Les jugements de l’auteur sur les actes des uns et des autres se veulent strictement impartiaux, et il le prouve dans son annexe 9 où il commente « un exemple des terrorismes croisés OAS et FLN, tels que vécus au jour le jour du 1er au 15 janvier 1962 » : « Il était devenu patent que, neuf fois sur dix, les deux terrorismes agissaient au hasard. Depuis Tunis, le FLN disait qu’il tuait des OAS : c’était faux. Son objectif était de montrer, avant les pourparlers, sa détermination intacte et, accessoirement, d’éliminer les européens de ‘ses’ quartiers. De même l’OAS disait tuer des FLN : c’était faux. Elle aussi voulait montrer sa puissance et elle baptisait FLN le petit peuple musulman qu’elle avait sous la main, dans les quartiers européens ou mixtes. Et même quand il s’agissait d’attentats ‘ciblés’, le renseignement de base était souvent rumeur » (p 523). Sans oublier de critiquer la différence de traitement appliquée à ces deux terrorismes par le gouvernement français, qui donna la priorité absolue à la répression contre l’OAS, comme le prouve la lettre du président de la République à son Haut-Commissaire Christian Fouchet datée du 23 mars 1962 et reproduite sur la couverture : « La question capitale qui se pose à présent est de maîtriser Alger et Oran. Cela veut dire qu’il y faut un dispositif militaire tel que tout coup de force ou attentat de l’OAS soit immédiatement écrasé sur place, de jour et de nuit, où que ce soit, et que les auteurs soient aussitôt passés par les armes ».
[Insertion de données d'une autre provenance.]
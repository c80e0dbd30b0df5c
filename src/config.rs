//! Project configuration, read from `specforge.toml`.

use std::path::Path;

use serde::{Deserialize, Serialize};

use crate::{amend::ConflictPolicy, openapi::Format, validate::ValidationConfig};

/// The default configuration file name.
pub const FILE_NAME: &str = "specforge.toml";

/// Configuration for conversion, amendment and validation.
///
/// Command line flags take precedence over these settings.
#[derive(Debug, Clone, Copy, Default, PartialEq, Eq, Serialize, Deserialize)]
#[serde(from = "Versions", into = "Versions")]
pub struct Config {
    /// The format documents are written in.
    pub output_format: Format,

    /// How amendments resolve conflicts.
    pub conflict_policy: ConflictPolicy,

    /// What the validator checks.
    pub validation: ValidationConfig,
}

impl Config {
    /// Loads the configuration from a TOML file at the given path.
    ///
    /// # Errors
    ///
    /// Returns an error if the file cannot be read or if the TOML content is
    /// invalid.
    pub fn load(path: &Path) -> Result<Self, String> {
        let content = std::fs::read_to_string(path)
            .map_err(|e| format!("Failed to read config file: {e}"))?;
        toml::from_str(&content).map_err(|e| format!("Failed to parse config file: {e}"))
    }

    /// Loads the configuration at `path`, or the defaults if there is no file.
    ///
    /// # Errors
    ///
    /// Returns an error if the file exists but cannot be read or parsed.
    pub fn load_or_default(path: &Path) -> Result<Self, String> {
        if path.exists() {
            Self::load(path)
        } else {
            tracing::debug!(path = %path.display(), "no config file, using defaults");
            Ok(Self::default())
        }
    }

    /// Saves the configuration to a TOML file at the given path.
    ///
    /// # Errors
    ///
    /// Returns an error if the configuration cannot be serialized to TOML or if
    /// the file cannot be written.
    pub fn save(&self, path: &Path) -> Result<(), String> {
        let content =
            toml::to_string_pretty(self).map_err(|e| format!("Failed to serialize config: {e}"))?;
        std::fs::write(path, content).map_err(|e| format!("Failed to write config file: {e}"))
    }
}

/// The serialized versions of the configuration.
///
/// New versions are added as variants so that old files keep loading.
#[derive(Debug, Serialize, Deserialize)]
#[serde(tag = "_version")]
enum Versions {
    #[serde(rename = "1")]
    V1 {
        #[serde(default)]
        output_format: Format,

        #[serde(default)]
        conflict_policy: ConflictPolicy,

        #[serde(default)]
        validation: ValidationConfig,
    },
}

impl From<Versions> for Config {
    fn from(versions: Versions) -> Self {
        match versions {
            Versions::V1 {
                output_format,
                conflict_policy,
                validation,
            } => Self {
                output_format,
                conflict_policy,
                validation,
            },
        }
    }
}

impl From<Config> for Versions {
    fn from(config: Config) -> Self {
        Self::V1 {
            output_format: config.output_format,
            conflict_policy: config.conflict_policy,
            validation: config.validation,
        }
    }
}

#[cfg(test)]
mod tests {
    use std::io::Write;

    use super::*;

    #[test]
    fn load_reads_valid_file() {
        let mut file = tempfile::NamedTempFile::new().unwrap();
        file.write_all(
            b"_version = \"1\"\noutput_format = \"json\"\nconflict_policy = \"auto\"\n\n[validation]\nstrict = true\nallow_extensions = true\n",
        )
        .unwrap();

        let config = Config::load(file.path()).unwrap();

        assert_eq!(config.output_format, Format::Json);
        assert_eq!(config.conflict_policy, ConflictPolicy::AllowBreakingChanges);
        assert!(config.validation.strict);
        assert!(config.validation.allow_extensions);
        assert!(!config.validation.check_best_practices);
    }

    #[test]
    fn load_missing_file_returns_error() {
        let tmp = tempfile::tempdir().unwrap();
        let missing = tmp.path().join("missing.toml");

        let error = Config::load(&missing).unwrap_err();
        assert!(error.starts_with("Failed to read config file:"));
        assert_eq!(Config::load_or_default(&missing).unwrap(), Config::default());
    }

    #[test]
    fn load_invalid_toml_returns_error() {
        let mut file = tempfile::NamedTempFile::new().unwrap();
        file.write_all(b"_version = \"1\"\nconflict_policy = \"merge\"\n")
            .unwrap();

        let error = Config::load(file.path()).unwrap_err();
        assert!(error.starts_with("Failed to parse config file:"));
    }

    #[test]
    fn empty_file_returns_default() {
        let expected = Config::default();
        let actual: Config = toml::from_str(r#"_version = "1""#).unwrap();
        assert_eq!(actual, expected);
    }

    #[test]
    fn save_then_load() {
        let tmp = tempfile::tempdir().unwrap();
        let path = tmp.path().join(FILE_NAME);
        let config = Config {
            output_format: Format::Json,
            conflict_policy: ConflictPolicy::AllowBreakingChanges,
            validation: ValidationConfig {
                check_best_practices: true,
                ..ValidationConfig::default()
            },
        };

        config.save(&path).unwrap();
        let saved = std::fs::read_to_string(&path).unwrap();
        assert!(saved.contains("conflict_policy = \"auto\""));
        assert_eq!(Config::load(&path).unwrap(), config);
    }
}
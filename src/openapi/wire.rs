//! Serialized OpenAPI 3.0 objects.
//!
//! Only the subset of OpenAPI that the document model can express is
//! represented. Map-valued fields whose order matters to readers are kept as
//! ordered `(key, value)` lists.

use std::{collections::BTreeMap, fmt, marker::PhantomData};

use serde::{
    Deserialize, Deserializer, Serialize, Serializer,
    de::{MapAccess, Visitor},
    ser::SerializeMap,
};
use serde_json::Value;

/// The OpenAPI version written by the renderer.
pub const OPENAPI_VERSION: &str = "3.0.3";

/// The root object.
#[derive(Debug, Clone, Default, Serialize, Deserialize)]
pub struct OpenApi {
    /// OpenAPI version string.
    #[serde(default)]
    pub openapi: String,
    /// API metadata.
    #[serde(default)]
    pub info: Info,
    /// Path items in document order.
    #[serde(default, with = "ordered")]
    pub paths: Vec<(String, PathItem)>,
    /// Reusable definitions.
    #[serde(default, skip_serializing_if = "Components::is_empty")]
    pub components: Components,
}

/// API metadata.
#[derive(Debug, Clone, Default, Serialize, Deserialize)]
pub struct Info {
    /// Title.
    #[serde(default)]
    pub title: String,
    /// API version.
    #[serde(default, deserialize_with = "scalar_string")]
    pub version: String,
    /// Description.
    #[serde(default, skip_serializing_if = "String::is_empty")]
    pub description: String,
    /// Any other fields, including `x-` extensions.
    #[serde(flatten)]
    pub extensions: BTreeMap<String, Value>,
}

/// The operations available on a single path.
#[derive(Debug, Clone, Default, Serialize, Deserialize)]
pub struct PathItem {
    /// `GET`
    #[serde(default, skip_serializing_if = "Option::is_none")]
    pub get: Option<Operation>,
    /// `PUT`
    #[serde(default, skip_serializing_if = "Option::is_none")]
    pub put: Option<Operation>,
    /// `POST`
    #[serde(default, skip_serializing_if = "Option::is_none")]
    pub post: Option<Operation>,
    /// `DELETE`
    #[serde(default, skip_serializing_if = "Option::is_none")]
    pub delete: Option<Operation>,
    /// `OPTIONS`
    #[serde(default, skip_serializing_if = "Option::is_none")]
    pub options: Option<Operation>,
    /// `HEAD`
    #[serde(default, skip_serializing_if = "Option::is_none")]
    pub head: Option<Operation>,
    /// `PATCH`
    #[serde(default, skip_serializing_if = "Option::is_none")]
    pub patch: Option<Operation>,
    /// `TRACE`
    #[serde(default, skip_serializing_if = "Option::is_none")]
    pub trace: Option<Operation>,
    /// Fields that are not operations.
    #[serde(flatten, skip_serializing)]
    pub other: BTreeMap<String, Value>,
}

/// A single operation.
#[derive(Debug, Clone, Default, Serialize, Deserialize)]
#[serde(rename_all = "camelCase")]
pub struct Operation {
    /// Summary.
    #[serde(default, skip_serializing_if = "String::is_empty")]
    pub summary: String,
    /// Description.
    #[serde(default, skip_serializing_if = "String::is_empty")]
    pub description: String,
    /// Tags.
    #[serde(default, skip_serializing_if = "Vec::is_empty")]
    pub tags: Vec<String>,
    /// Parameters.
    #[serde(default, skip_serializing_if = "Vec::is_empty")]
    pub parameters: Vec<ParameterObject>,
    /// Request body.
    #[serde(default, skip_serializing_if = "Option::is_none")]
    pub request_body: Option<RequestBodyObject>,
    /// Responses in document order.
    #[serde(default, with = "ordered")]
    pub responses: Vec<(String, ResponseObject)>,
}

/// A parameter.
#[derive(Debug, Clone, Default, Serialize, Deserialize)]
pub struct ParameterObject {
    /// Name.
    #[serde(default)]
    pub name: String,
    /// Location.
    #[serde(rename = "in", default)]
    pub location: String,
    /// Description.
    #[serde(default, skip_serializing_if = "String::is_empty")]
    pub description: String,
    /// Required flag.
    #[serde(default, skip_serializing_if = "is_false")]
    pub required: bool,
    /// Value schema.
    #[serde(default, skip_serializing_if = "Option::is_none")]
    pub schema: Option<SchemaObject>,
    /// Example value.
    #[serde(default, skip_serializing_if = "Option::is_none")]
    pub example: Option<Value>,
}

/// A request body.
#[derive(Debug, Clone, Default, Serialize, Deserialize)]
pub struct RequestBodyObject {
    /// Description.
    #[serde(default, skip_serializing_if = "String::is_empty")]
    pub description: String,
    /// Required flag.
    #[serde(default, skip_serializing_if = "is_false")]
    pub required: bool,
    /// Content per media type.
    #[serde(default)]
    pub content: BTreeMap<String, MediaTypeObject>,
}

/// The content of one media type.
#[derive(Debug, Clone, Default, Serialize, Deserialize)]
pub struct MediaTypeObject {
    /// Schema.
    #[serde(default, skip_serializing_if = "Option::is_none")]
    pub schema: Option<SchemaObject>,
    /// Example attached to the media type rather than the schema.
    #[serde(default, skip_serializing)]
    pub example: Option<Value>,
}

/// A response.
#[derive(Debug, Clone, Default, Serialize, Deserialize)]
pub struct ResponseObject {
    /// Description.
    #[serde(default)]
    pub description: String,
    /// Headers.
    #[serde(default, skip_serializing_if = "BTreeMap::is_empty")]
    pub headers: BTreeMap<String, HeaderObject>,
    /// Content per media type.
    #[serde(default, skip_serializing_if = "BTreeMap::is_empty")]
    pub content: BTreeMap<String, MediaTypeObject>,
}

/// A response header.
#[derive(Debug, Clone, Default, Serialize, Deserialize)]
pub struct HeaderObject {
    /// Description.
    #[serde(default, skip_serializing_if = "String::is_empty")]
    pub description: String,
    /// Schema.
    #[serde(default, skip_serializing_if = "Option::is_none")]
    pub schema: Option<SchemaObject>,
}

/// A schema, possibly a `$ref`.
#[derive(Debug, Clone, Default, PartialEq, Serialize, Deserialize)]
pub struct SchemaObject {
    /// Reference pointer.
    #[serde(rename = "$ref", default, skip_serializing_if = "Option::is_none")]
    pub reference: Option<String>,
    /// Type.
    #[serde(rename = "type", default, skip_serializing_if = "Option::is_none")]
    pub ty: Option<String>,
    /// Format.
    #[serde(default, skip_serializing_if = "Option::is_none")]
    pub format: Option<String>,
    /// Description.
    #[serde(default, skip_serializing_if = "Option::is_none")]
    pub description: Option<String>,
    /// Example.
    #[serde(default, skip_serializing_if = "Option::is_none")]
    pub example: Option<Value>,
    /// Object properties.
    #[serde(default, skip_serializing_if = "BTreeMap::is_empty")]
    pub properties: BTreeMap<String, SchemaObject>,
    /// Required property names.
    #[serde(default, skip_serializing_if = "Vec::is_empty")]
    pub required: Vec<String>,
    /// Array items.
    #[serde(default, skip_serializing_if = "Option::is_none")]
    pub items: Option<Box<SchemaObject>>,
    /// Allowed values.
    #[serde(rename = "enum", default, skip_serializing_if = "Vec::is_empty")]
    pub enumeration: Vec<Value>,
}

/// Reusable definitions.
#[derive(Debug, Clone, Default, Serialize, Deserialize)]
pub struct Components {
    /// Schemas.
    #[serde(default, skip_serializing_if = "BTreeMap::is_empty")]
    pub schemas: BTreeMap<String, SchemaObject>,
    /// Parameters.
    #[serde(default, skip_serializing_if = "BTreeMap::is_empty")]
    pub parameters: BTreeMap<String, ParameterObject>,
    /// Responses.
    #[serde(default, skip_serializing_if = "BTreeMap::is_empty")]
    pub responses: BTreeMap<String, ResponseObject>,
}

impl Components {
    /// Whether there are no definitions.
    #[must_use]
    pub fn is_empty(&self) -> bool {
        self.schemas.is_empty() && self.parameters.is_empty() && self.responses.is_empty()
    }
}

#[allow(clippy::trivially_copy_pass_by_ref)]
const fn is_false(value: &bool) -> bool {
    !*value
}

/// Accepts `version: 1.0` as well as `version: "1.0"`.
fn scalar_string<'de, D>(deserializer: D) -> Result<String, D::Error>
where
    D: Deserializer<'de>,
{
    Ok(match Value::deserialize(deserializer)? {
        Value::Null => String::new(),
        Value::String(s) => s,
        other => other.to_string(),
    })
}

/// (De)serializes an ordered list of pairs as a map.
mod ordered {
    use super::{
        Deserialize, Deserializer, MapAccess, PhantomData, Serialize, SerializeMap, Serializer,
        Visitor, fmt,
    };

    pub fn serialize<S, T>(entries: &[(String, T)], serializer: S) -> Result<S::Ok, S::Error>
    where
        S: Serializer,
        T: Serialize,
    {
        let mut map = serializer.serialize_map(Some(entries.len()))?;
        for (key, value) in entries {
            map.serialize_entry(key, value)?;
        }
        map.end()
    }

    pub fn deserialize<'de, D, T>(deserializer: D) -> Result<Vec<(String, T)>, D::Error>
    where
        D: Deserializer<'de>,
        T: Deserialize<'de>,
    {
        deserializer.deserialize_map(OrderedVisitor(PhantomData))
    }

    struct OrderedVisitor<T>(PhantomData<T>);

    impl<'de, T> Visitor<'de> for OrderedVisitor<T>
    where
        T: Deserialize<'de>,
    {
        type Value = Vec<(String, T)>;

        fn expecting(&self, formatter: &mut fmt::Formatter) -> fmt::Result {
            formatter.write_str("a map")
        }

        fn visit_map<A>(self, mut access: A) -> Result<Self::Value, A::Error>
        where
            A: MapAccess<'de>,
        {
            let mut entries = Vec::with_capacity(access.size_hint().unwrap_or_default());
            while let Some((key, value)) = access.next_entry::<KeyString, T>()? {
                entries.push((key.0, value));
            }
            Ok(entries)
        }

        fn visit_unit<E>(self) -> Result<Self::Value, E> {
            Ok(Vec::new())
        }
    }

    /// A map key that may be written unquoted as a number (`200:`).
    struct KeyString(String);

    impl<'de> Deserialize<'de> for KeyString {
        fn deserialize<D>(deserializer: D) -> Result<Self, D::Error>
        where
            D: Deserializer<'de>,
        {
            super::scalar_string(deserializer).map(KeyString)
        }
    }
}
Le livre de Roger Le Doussal démontre que le comportement de la mission C ne fut pas aussi impitoyable. Mais aussi que l’auteur a su garder son indépendance d’esprit et sa liberté de jugement envers tous les acteurs du conflit.
Guy Pervillé.
[1] Roger Le Doussal, Commissaire de police en Algérie (1952-1962). Une grenouille dans son puits ne voit qu’un coin du ciel. Editions Riveneuve, Paris, 2011, 948 p. Cf mon compte rendu : http://guy.perville.free.fr/spip/article.php3 ?id_article=279 .
[2] Jean-Jacques Jordi, Un silence d’Etat. Les disparus civils européens de la guerre d’Algérie. Paris, Editions SOTECA, octobre 2011, 200 p. Cf mon compte rendu : http://guy.perville.free.fr/spip/article.php3 ?id_article=265 .
[3] Cf G. Pervillé, Histoire iconoclaste de la guerre d’Algérie et de sa mémoire, Paris, Vendémiaire, 2018, p 351 et note 14 p 373).